Your instructions: How many lines below contain the word "super"? Give only the number.

(Stored data entries)

^^^^^^^^^^^^^^^^

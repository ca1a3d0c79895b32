//! Symmetric redaction: AES-256-CBC with PKCS7 padding
//!
//! Constructed from hex-encoded key material; all validation happens at
//! construction so the first encrypt call cannot fail on bad keys. With a
//! fixed key and IV the ciphertext is deterministic per plaintext. That is an
//! accepted limitation for diagnostic logging; rotate the configuration if
//! semantic security per message is required.

use super::EncryptionService;
use crate::error::EncryptionError;
use aes::cipher::block_padding::Pkcs7;
use aes::cipher::{BlockEncryptMut, KeyIvInit};
use aes::Aes256;
use base64::engine::general_purpose::STANDARD as BASE64;
use base64::Engine as _;

type Aes256CbcEnc = cbc::Encryptor<Aes256>;

/// Hex characters in a 32-byte AES-256 key
const KEY_HEX_LEN: usize = 64;
/// Hex characters in a 16-byte CBC initialization vector
const IV_HEX_LEN: usize = 32;

/// AES-256-CBC [`EncryptionService`] keyed from hex strings
#[derive(Clone)]
pub struct AesEncryptionService {
    key: [u8; 32],
    iv: [u8; 16],
}

impl AesEncryptionService {
    /// Build from a hex-encoded key (64 chars) and IV (32 chars)
    ///
    /// # Errors
    /// - [`EncryptionError::InvalidKeyLength`] / [`EncryptionError::InvalidIvLength`]
    ///   if either input has the wrong length
    /// - [`EncryptionError::InvalidHex`] if either input is not valid hex
    pub fn from_hex(key_hex: &str, iv_hex: &str) -> Result<Self, EncryptionError> {
        if key_hex.len() != KEY_HEX_LEN {
            return Err(EncryptionError::InvalidKeyLength {
                expected: KEY_HEX_LEN,
                actual: key_hex.len(),
            });
        }
        if iv_hex.len() != IV_HEX_LEN {
            return Err(EncryptionError::InvalidIvLength {
                expected: IV_HEX_LEN,
                actual: iv_hex.len(),
            });
        }

        let mut key = [0u8; 32];
        hex::decode_to_slice(key_hex, &mut key)?;
        let mut iv = [0u8; 16];
        hex::decode_to_slice(iv_hex, &mut iv)?;

        Ok(Self { key, iv })
    }
}

impl std::fmt::Debug for AesEncryptionService {
    // Key material stays out of Debug output
    fn fmt(&self, f: &mut std::fmt::Formatter<'_>) -> std::fmt::Result {
        f.debug_struct("AesEncryptionService").finish_non_exhaustive()
    }
}

impl EncryptionService for AesEncryptionService {
    fn encrypt(&self, plaintext: &str) -> Result<String, EncryptionError> {
        let ciphertext = Aes256CbcEnc::new(&self.key.into(), &self.iv.into())
            .encrypt_padded_vec_mut::<Pkcs7>(plaintext.as_bytes());
        Ok(BASE64.encode(ciphertext))
    }
}

#[cfg(test)]
mod tests {
    use super::*;
    use aes::cipher::BlockDecryptMut;

    type Aes256CbcDec = cbc::Decryptor<Aes256>;

    const KEY: &str = "8e57d49bbee9d8cc617ab23c83e88639cf9a14461ce6518fc5e5be33cfe5438f";
    const IV: &str = "1bb9fd3c0e5c675cc69086f13f57d5f6";

    fn decrypt(service: &AesEncryptionService, encoded: &str) -> String {
        let ciphertext = BASE64.decode(encoded).unwrap();
        let plain = Aes256CbcDec::new(&service.key.into(), &service.iv.into())
            .decrypt_padded_vec_mut::<Pkcs7>(&ciphertext)
            .unwrap();
        String::from_utf8(plain).unwrap()
    }

    #[test]
    fn encrypt_and_decrypt() {
        let service = AesEncryptionService::from_hex(KEY, IV).unwrap();
        let plain = "'place' changed: 'Dintelooord' -> 'Dinteloord'";

        let encoded = service.encrypt(plain).unwrap();
        assert_eq!(decrypt(&service, &encoded), plain);
    }

    #[test]
    fn same_key_and_iv_is_deterministic() {
        let a = AesEncryptionService::from_hex(KEY, IV).unwrap();
        let b = AesEncryptionService::from_hex(KEY, IV).unwrap();

        assert_eq!(a.encrypt("same text").unwrap(), b.encrypt("same text").unwrap());
    }

    #[test]
    fn wrong_key_length_fails_construction() {
        let err = AesEncryptionService::from_hex("abcd", IV).unwrap_err();
        assert!(matches!(
            err,
            EncryptionError::InvalidKeyLength {
                expected: 64,
                actual: 4
            }
        ));
    }

    #[test]
    fn wrong_iv_length_fails_construction() {
        let err = AesEncryptionService::from_hex(KEY, "00ff").unwrap_err();
        assert!(matches!(
            err,
            EncryptionError::InvalidIvLength {
                expected: 32,
                actual: 4
            }
        ));
    }

    #[test]
    fn non_hex_key_fails_construction() {
        let bad_key = "z".repeat(64);
        let err = AesEncryptionService::from_hex(&bad_key, IV).unwrap_err();
        assert!(matches!(err, EncryptionError::InvalidHex(_)));
    }

    #[test]
    fn non_hex_iv_fails_construction() {
        let bad_iv = "g".repeat(32);
        let err = AesEncryptionService::from_hex(KEY, &bad_iv).unwrap_err();
        assert!(matches!(err, EncryptionError::InvalidHex(_)));
    }

    #[test]
    fn empty_inputs_fail_with_lengths_in_message() {
        let err = AesEncryptionService::from_hex("", "").unwrap_err();
        let msg = err.to_string();
        assert!(msg.contains("expected 64"));
        assert!(msg.contains("got 0"));
    }
}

^^^^^^^^^^^^^^^^

Answer to the problem: 2